Your instructions:
Where a line in the records below contains the string "Green", tally it; give only the final number.
Data supplied Block Start
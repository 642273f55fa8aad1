//! Sample ancestry derived from directory structure.
//!
//! A resource at `<root>/A/B/C/pic.tif` lives in sample `A/B/C`, which needs
//! `A` and `A/B` to exist first. Samples appear outermost first and are
//! pruned innermost first as soon as they become empty.

use std::path::{Component, Path};

use crate::protocol::document::ProtocolDocument;
use crate::protocol::sample::Sample;

/// Sample names implied by the directories of `path`, outermost first.
///
/// `path` is a file; its own name is not a sample. Paths outside `root`
/// yield no names.
pub fn ancestor_names(root: &Path, path: &Path) -> Vec<String> {
    match path.parent() {
        Some(parent) => directory_names(root, parent),
        None => Vec::new(),
    }
}

/// Sample names for a directory, including the directory itself.
pub fn directory_names(root: &Path, dir: &Path) -> Vec<String> {
    let Ok(rel) = dir.strip_prefix(root) else {
        return Vec::new();
    };

    let mut names = Vec::new();
    let mut current = String::new();
    for component in rel.components() {
        if let Component::Normal(segment) = component {
            if !current.is_empty() {
                current.push('/');
            }
            current.push_str(&segment.to_string_lossy());
            names.push(current.clone());
        }
    }
    names
}

/// The sample name a directory would carry, if it lies below `root`.
pub fn sample_name_of(root: &Path, dir: &Path) -> Option<String> {
    directory_names(root, dir).pop()
}

/// Create the samples implied by `path` that do not exist yet.
///
/// Returns the names created, outermost first.
pub fn ensure_ancestors(doc: &mut ProtocolDocument, path: &Path) -> Vec<String> {
    let mut created = Vec::new();
    for name in ancestor_names(&doc.root, path) {
        if !doc.samples.contains_key(&name) {
            crate::debug_event!("hierarchy", "sample created", "{name}");
            doc.samples.insert(name.clone(), Sample::new(name.clone()));
            created.push(name);
        }
    }
    created
}

/// Remove empty samples on the ancestry of `path`, innermost first.
///
/// Stops at the first ancestor that still owns resources; nothing above it
/// is examined. Missing samples are stepped over.
pub fn prune_if_empty(doc: &mut ProtocolDocument, path: &Path) -> Vec<String> {
    prune_names(doc, ancestor_names(&doc.root, path))
}

/// Same as [`prune_if_empty`] for an explicit outermost-first name list.
pub(crate) fn prune_names(doc: &mut ProtocolDocument, names: Vec<String>) -> Vec<String> {
    let mut removed = Vec::new();
    for name in names.into_iter().rev() {
        match doc.samples.get(&name) {
            Some(sample) if !sample.is_empty() => break,
            Some(_) => {
                if has_children(doc, &name) {
                    break;
                }
                doc.samples.remove(&name);
                crate::debug_event!("hierarchy", "sample pruned", "{name}");
                removed.push(name);
            }
            None => continue,
        }
    }
    removed
}

/// Whether any other sample lives below `name`.
fn has_children(doc: &ProtocolDocument, name: &str) -> bool {
    let prefix = format!("{name}/");
    doc.samples
        .range(prefix.clone()..)
        .next()
        .is_some_and(|(key, _)| key.starts_with(&prefix))
}

#[cfg(test)]
mod tests {
    use super::*;
    use crate::protocol::element::ElementType;
    use crate::protocol::sample::Resource;
    use std::path::PathBuf;

    fn resource(path: &str) -> Resource {
        Resource {
            kind: ElementType::MicroscopePicture,
            path: PathBuf::from(path),
            size: 1,
            modified: None,
            metadata: Default::default(),
        }
    }

    #[test]
    fn test_ancestor_names() {
        let names = ancestor_names(Path::new("/root"), Path::new("/root/A/B/C/pic.tif"));
        assert_eq!(names, vec!["A", "A/B", "A/B/C"]);

        assert!(ancestor_names(Path::new("/root"), Path::new("/root/pic.tif")).is_empty());
        assert!(ancestor_names(Path::new("/root"), Path::new("/other/A/pic.tif")).is_empty());
    }

    #[test]
    fn test_sample_name_of_directory() {
        assert_eq!(
            sample_name_of(Path::new("/root"), Path::new("/root/A/B")),
            Some("A/B".to_string())
        );
        assert_eq!(sample_name_of(Path::new("/root"), Path::new("/root")), None);
    }

    #[test]
    fn test_ensure_ancestors_outermost_first() {
        let mut doc = ProtocolDocument::new("test", "/root");
        doc.samples.insert("A".to_string(), Sample::new("A"));

        let created = ensure_ancestors(&mut doc, Path::new("/root/A/B/C/pic.tif"));
        assert_eq!(created, vec!["A/B", "A/B/C"]);
        assert_eq!(doc.samples.len(), 3);

        assert!(ensure_ancestors(&mut doc, Path::new("/root/A/B/C/pic.tif")).is_empty());
    }

    #[test]
    fn test_prune_stops_at_non_empty_ancestor() {
        let mut doc = ProtocolDocument::new("test", "/root");
        ensure_ancestors(&mut doc, Path::new("/root/A/B/C/pic.tif"));
        doc.samples
            .get_mut("A")
            .unwrap()
            .resources
            .insert(PathBuf::from("/root/A/a.tif"), resource("/root/A/a.tif"));

        let removed = prune_if_empty(&mut doc, Path::new("/root/A/B/C/pic.tif"));
        assert_eq!(removed, vec!["A/B/C", "A/B"]);
        assert!(doc.samples.contains_key("A"));
    }

    #[test]
    fn test_prune_does_not_skip_a_non_empty_parent() {
        let mut doc = ProtocolDocument::new("test", "/root");
        ensure_ancestors(&mut doc, Path::new("/root/A/B/C/pic.tif"));
        doc.samples
            .get_mut("A/B")
            .unwrap()
            .resources
            .insert(PathBuf::from("/root/A/B/b.tif"), resource("/root/A/B/b.tif"));

        let removed = prune_if_empty(&mut doc, Path::new("/root/A/B/C/pic.tif"));
        assert_eq!(removed, vec!["A/B/C"]);
        // `A` is empty but sits above a non-empty sample
        assert!(doc.samples.contains_key("A"));
    }

    #[test]
    fn test_prune_keeps_sample_with_child_samples() {
        let mut doc = ProtocolDocument::new("test", "/root");
        ensure_ancestors(&mut doc, Path::new("/root/A/B/pic.tif"));
        ensure_ancestors(&mut doc, Path::new("/root/A/X/pic.tif"));
        doc.samples
            .get_mut("A/X")
            .unwrap()
            .resources
            .insert(PathBuf::from("/root/A/X/pic.tif"), resource("/root/A/X/pic.tif"));

        let removed = prune_if_empty(&mut doc, Path::new("/root/A/B/pic.tif"));
        assert_eq!(removed, vec!["A/B"]);
        assert!(doc.samples.contains_key("A"));
    }
}
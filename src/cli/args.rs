//! CLI argument parsing using clap.

use clap::{
    Parser, Subcommand,
    builder::styling::{AnsiColor, Effects, Styles},
};
use std::path::PathBuf;

fn clap_cargo_style() -> Styles {
    Styles::styled()
        .header(AnsiColor::Cyan.on_default() | Effects::BOLD)
        .usage(AnsiColor::Cyan.on_default() | Effects::BOLD)
        .literal(AnsiColor::Green.on_default())
        .placeholder(AnsiColor::Green.on_default())
}

/// Mirror instrument output and keep the lab protocol in sync
#[derive(Parser)]
#[command(
    name = "protowatch",
    version = env!("CARGO_PKG_VERSION"),
    about = "Mirror instrument output and keep the lab protocol in sync",
    long_about = "Watch the directory an instrument writes into, mirror it, classify every \
                  file and maintain the protocol document built from the directory tree.",
    next_line_help = true,
    styles = clap_cargo_style(),
    after_help = "Examples:\n  protowatch init\n  protowatch sync\n  protowatch scan --root /data/session\n  protowatch watch\n  protowatch classify img_001.tif photo.jpg"
)]
pub struct Cli {
    /// Path to custom settings.toml file
    #[arg(short, long, global = true, env = "PROTOWATCH_CONFIG")]
    pub config: Option<PathBuf>,

    /// Watched root, overrides watch.root
    #[arg(short, long, global = true)]
    pub root: Option<PathBuf>,

    #[command(subcommand)]
    pub command: Commands,
}

/// Available CLI commands
#[derive(Subcommand)]
pub enum Commands {
    /// Initialize project
    #[command(about = "Set up .protowatch directory with default configuration")]
    Init {
        /// Force overwrite existing configuration
        #[arg(short, long)]
        force: bool,
    },

    /// Show current configuration settings
    #[command(about = "Display active settings")]
    Config,

    /// Print the element type of each path
    #[command(about = "Classify paths with the configured instrument profile")]
    Classify {
        /// Files to classify
        #[arg(value_name = "PATH", required = true)]
        paths: Vec<PathBuf>,
    },

    /// Copy everything missing from the mirror once
    #[command(about = "Mirror existing content without watching")]
    Sync,

    /// Build the protocol from existing content and publish it once
    #[command(about = "Replay existing content into the protocol and publish")]
    Scan,

    /// Pre-sync, then follow changes until interrupted
    #[command(about = "Watch the root and keep mirror and protocol in sync")]
    Watch {
        /// Skip mirroring and replaying existing content on start
        #[arg(long)]
        no_presync: bool,
    },
}
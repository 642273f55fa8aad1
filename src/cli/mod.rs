//! Command-line interface.
//!
//! Parsing lives in [`args`]; each subcommand is implemented in its own
//! module under [`commands`].

pub mod args;
pub mod commands;

pub use args::{Cli, Commands};
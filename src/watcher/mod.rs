//! Event intake for one watched root.
//!
//! # Architecture
//!
//! ```text
//! notify thread ──► FIFO (crossbeam) ──► ProtocolWatcher (one thread)
//!                                           │ EventTranslator
//!                                           ▼
//!                                  ProtocolDispatchEngine
//!            annotate ─► coalesce ─► mirror ─► filter ─► classify ─► handle
//!                                           │
//!                                     UpdateScheduler
//! ```

pub mod coalescer;
pub mod event;
pub mod filter;
pub mod retry;
pub mod runner;
pub mod source;
pub mod stability;

pub use coalescer::{Coalesce, EventCoalescer};
pub use event::{EventKind, FileSystemEvent, PathMapper};
pub use filter::{EventFilter, EventFilterBuilder};
pub use retry::RetryPolicy;
pub use runner::{ProtocolWatcher, RunReport, StopHandle};
pub use source::{EventTranslator, NotifySource, RawEvent};
pub use stability::{Stability, StabilityWaiter, poll_delay};
//! The in-memory protocol record.
//!
//! Samples are keyed by full name in a sorted map so parents always sort
//! before their children. Resources outside any sample hang off the
//! protocol itself.

use parking_lot::Mutex;
use serde::{Deserialize, Serialize};
use std::collections::BTreeMap;
use std::path::{Path, PathBuf};
use std::sync::Arc;

use crate::error::{EngineError, EngineResult};
use crate::protocol::hierarchy;
use crate::protocol::sample::{Resource, Sample};

/// Document handle shared between the engine and its readers.
///
/// Several watched roots may feed one document; the lock serialises their
/// mutations. Readers should take a [`ProtocolDocument::snapshot`] rather
/// than hold the lock.
pub type SharedDocument = Arc<Mutex<ProtocolDocument>>;

#[derive(Debug, Clone, PartialEq, Serialize, Deserialize)]
pub struct ProtocolDocument {
    pub title: String,
    pub root: PathBuf,
    pub samples: BTreeMap<String, Sample>,
    /// Resources found directly under the root.
    pub resources: BTreeMap<PathBuf, Resource>,
    /// Set once the remote entry refuses edits.
    #[serde(default)]
    pub read_only: bool,
}

impl ProtocolDocument {
    pub fn new(title: impl Into<String>, root: impl Into<PathBuf>) -> Self {
        Self {
            title: title.into(),
            root: root.into(),
            samples: BTreeMap::new(),
            resources: BTreeMap::new(),
            read_only: false,
        }
    }

    pub fn shared(self) -> SharedDocument {
        Arc::new(Mutex::new(self))
    }

    pub fn snapshot(&self) -> Self {
        self.clone()
    }

    pub fn sample(&self, name: &str) -> Option<&Sample> {
        self.samples.get(name)
    }

    pub fn sample_names(&self) -> impl Iterator<Item = &str> {
        self.samples.keys().map(String::as_str)
    }

    /// Name of the sample owning `path`, `None` for protocol-level files.
    pub fn owner_of(&self, path: &Path) -> Option<String> {
        hierarchy::ancestor_names(&self.root, path).pop()
    }

    /// Whether `path`, taken as a directory, names an existing sample.
    pub fn sample_for_directory(&self, path: &Path) -> Option<String> {
        hierarchy::sample_name_of(&self.root, path).filter(|name| self.samples.contains_key(name))
    }

    pub fn resource(&self, path: &Path) -> Option<&Resource> {
        match self.owner_of(path) {
            Some(owner) => self.samples.get(&owner)?.resources.get(path),
            None => self.resources.get(path),
        }
    }

    pub fn resource_mut(&mut self, path: &Path) -> Option<&mut Resource> {
        match self.owner_of(path) {
            Some(owner) => self.samples.get_mut(&owner)?.resources.get_mut(path),
            None => self.resources.get_mut(path),
        }
    }

    /// Every resource in the document, protocol-level ones first.
    pub fn all_resources(&self) -> impl Iterator<Item = &Resource> {
        self.resources
            .values()
            .chain(self.samples.values().flat_map(|s| s.resources.values()))
    }

    pub fn ensure_writable(&self, path: &Path) -> EngineResult<()> {
        if self.read_only {
            return Err(EngineError::ReadOnlyEntry {
                path: path.to_path_buf(),
            });
        }
        Ok(())
    }

    /// Attach `resource`, creating its sample ancestry first.
    ///
    /// An existing resource at the same path is replaced.
    pub fn attach(&mut self, resource: Resource) -> EngineResult<()> {
        self.ensure_writable(&resource.path)?;
        hierarchy::ensure_ancestors(self, &resource.path);

        let path = resource.path.clone();
        match self.owner_of(&path) {
            Some(owner) => {
                if let Some(sample) = self.samples.get_mut(&owner) {
                    sample.resources.insert(path, resource);
                }
            }
            None => {
                self.resources.insert(path, resource);
            }
        }
        Ok(())
    }

    /// Detach the resource at `path` and prune emptied ancestors.
    ///
    /// Returns the removed resource, `None` if nothing was attached there.
    pub fn detach(&mut self, path: &Path) -> EngineResult<Option<Resource>> {
        self.ensure_writable(path)?;

        let removed = match self.owner_of(path) {
            Some(owner) => self
                .samples
                .get_mut(&owner)
                .and_then(|sample| sample.resources.remove(path)),
            None => self.resources.remove(path),
        };

        if removed.is_some() {
            hierarchy::prune_if_empty(self, path);
        }
        Ok(removed)
    }

    /// Remove a single sample. Fails unless it is empty.
    pub fn remove_sample(&mut self, name: &str) -> EngineResult<bool> {
        match self.samples.get(name) {
            None => Ok(false),
            Some(sample) if !sample.is_empty() => Err(EngineError::SampleNotEmpty {
                name: name.to_string(),
            }),
            Some(_) => {
                self.samples.remove(name);
                Ok(true)
            }
        }
    }

    /// Remove `name`, every sample below it and all their resources, then
    /// prune ancestors left empty.
    ///
    /// Returns the number of resources dropped.
    pub fn remove_sample_subtree(&mut self, name: &str) -> EngineResult<usize> {
        self.ensure_writable(&self.root.join(name))?;

        let prefix = format!("{name}/");
        let doomed: Vec<String> = self
            .samples
            .keys()
            .filter(|key| key.as_str() == name || key.starts_with(&prefix))
            .cloned()
            .collect();

        let mut dropped = 0;
        // Innermost first so every sample is empty when it goes
        for key in doomed.iter().rev() {
            if let Some(sample) = self.samples.get_mut(key) {
                dropped += sample.resources.len();
                sample.resources.clear();
            }
            self.remove_sample(key)?;
        }

        let mut ancestors = hierarchy::directory_names(&self.root, &self.root.join(name));
        ancestors.pop();
        hierarchy::prune_names(self, ancestors);

        Ok(dropped)
    }
}

#[cfg(test)]
mod tests {
    use super::*;
    use crate::protocol::element::ElementType;

    fn resource(path: &str, kind: ElementType) -> Resource {
        Resource {
            kind,
            path: PathBuf::from(path),
            size: 4,
            modified: None,
            metadata: Default::default(),
        }
    }

    fn picture(path: &str) -> Resource {
        resource(path, ElementType::MicroscopePicture)
    }

    #[test]
    fn test_attach_creates_ancestry() {
        let mut doc = ProtocolDocument::new("session", "/root");
        doc.attach(picture("/root/A/B/C/pic.tif")).unwrap();

        let names: Vec<_> = doc.sample_names().collect();
        assert_eq!(names, vec!["A", "A/B", "A/B/C"]);
        assert!(doc.resource(Path::new("/root/A/B/C/pic.tif")).is_some());
        assert!(doc.sample("A/B").unwrap().is_empty());
    }

    #[test]
    fn test_root_level_resources_belong_to_protocol() {
        let mut doc = ProtocolDocument::new("session", "/root");
        doc.attach(resource("/root/notes.txt", ElementType::Attachment))
            .unwrap();

        assert!(doc.samples.is_empty());
        assert_eq!(doc.resources.len(), 1);
        assert!(doc.detach(Path::new("/root/notes.txt")).unwrap().is_some());
        assert!(doc.resources.is_empty());
    }

    #[test]
    fn test_detach_prunes_ancestry() {
        let mut doc = ProtocolDocument::new("session", "/root");
        doc.attach(picture("/root/A/B/C/pic.tif")).unwrap();
        doc.attach(picture("/root/A/a.tif")).unwrap();

        doc.detach(Path::new("/root/A/B/C/pic.tif")).unwrap();

        let names: Vec<_> = doc.sample_names().collect();
        assert_eq!(names, vec!["A"]);
    }

    #[test]
    fn test_detach_unknown_path_is_noop() {
        let mut doc = ProtocolDocument::new("session", "/root");
        doc.attach(picture("/root/A/a.tif")).unwrap();

        assert!(doc.detach(Path::new("/root/A/missing.tif")).unwrap().is_none());
        assert!(doc.sample("A").is_some());
    }

    #[test]
    fn test_remove_non_empty_sample_fails() {
        let mut doc = ProtocolDocument::new("session", "/root");
        doc.attach(picture("/root/A/a.tif")).unwrap();

        assert!(matches!(
            doc.remove_sample("A"),
            Err(EngineError::SampleNotEmpty { .. })
        ));
    }

    #[test]
    fn test_remove_sample_subtree() {
        let mut doc = ProtocolDocument::new("session", "/root");
        doc.attach(picture("/root/A/B/one.tif")).unwrap();
        doc.attach(picture("/root/A/B/C/two.tif")).unwrap();
        doc.attach(picture("/root/A/BB/three.tif")).unwrap();

        let dropped = doc.remove_sample_subtree("A/B").unwrap();

        assert_eq!(dropped, 2);
        let names: Vec<_> = doc.sample_names().collect();
        assert_eq!(names, vec!["A", "A/BB"]);
    }

    #[test]
    fn test_remove_sample_subtree_prunes_parent() {
        let mut doc = ProtocolDocument::new("session", "/root");
        doc.attach(picture("/root/A/B/one.tif")).unwrap();

        doc.remove_sample_subtree("A/B").unwrap();
        assert!(doc.samples.is_empty());
    }

    #[test]
    fn test_read_only_document_refuses_mutation() {
        let mut doc = ProtocolDocument::new("session", "/root");
        doc.attach(picture("/root/A/a.tif")).unwrap();
        doc.read_only = true;

        assert!(matches!(
            doc.attach(picture("/root/A/b.tif")),
            Err(EngineError::ReadOnlyEntry { .. })
        ));
        assert!(matches!(
            doc.detach(Path::new("/root/A/a.tif")),
            Err(EngineError::ReadOnlyEntry { .. })
        ));
        assert!(doc.resource(Path::new("/root/A/a.tif")).is_some());
    }

    #[test]
    fn test_shared_snapshot_is_detached() {
        let shared = ProtocolDocument::new("session", "/root").shared();
        let snapshot = shared.lock().snapshot();

        shared.lock().attach(picture("/root/A/a.tif")).unwrap();

        assert!(snapshot.samples.is_empty());
        assert_eq!(shared.lock().samples.len(), 1);
    }
}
Data supplied Block End
Expected answer:
2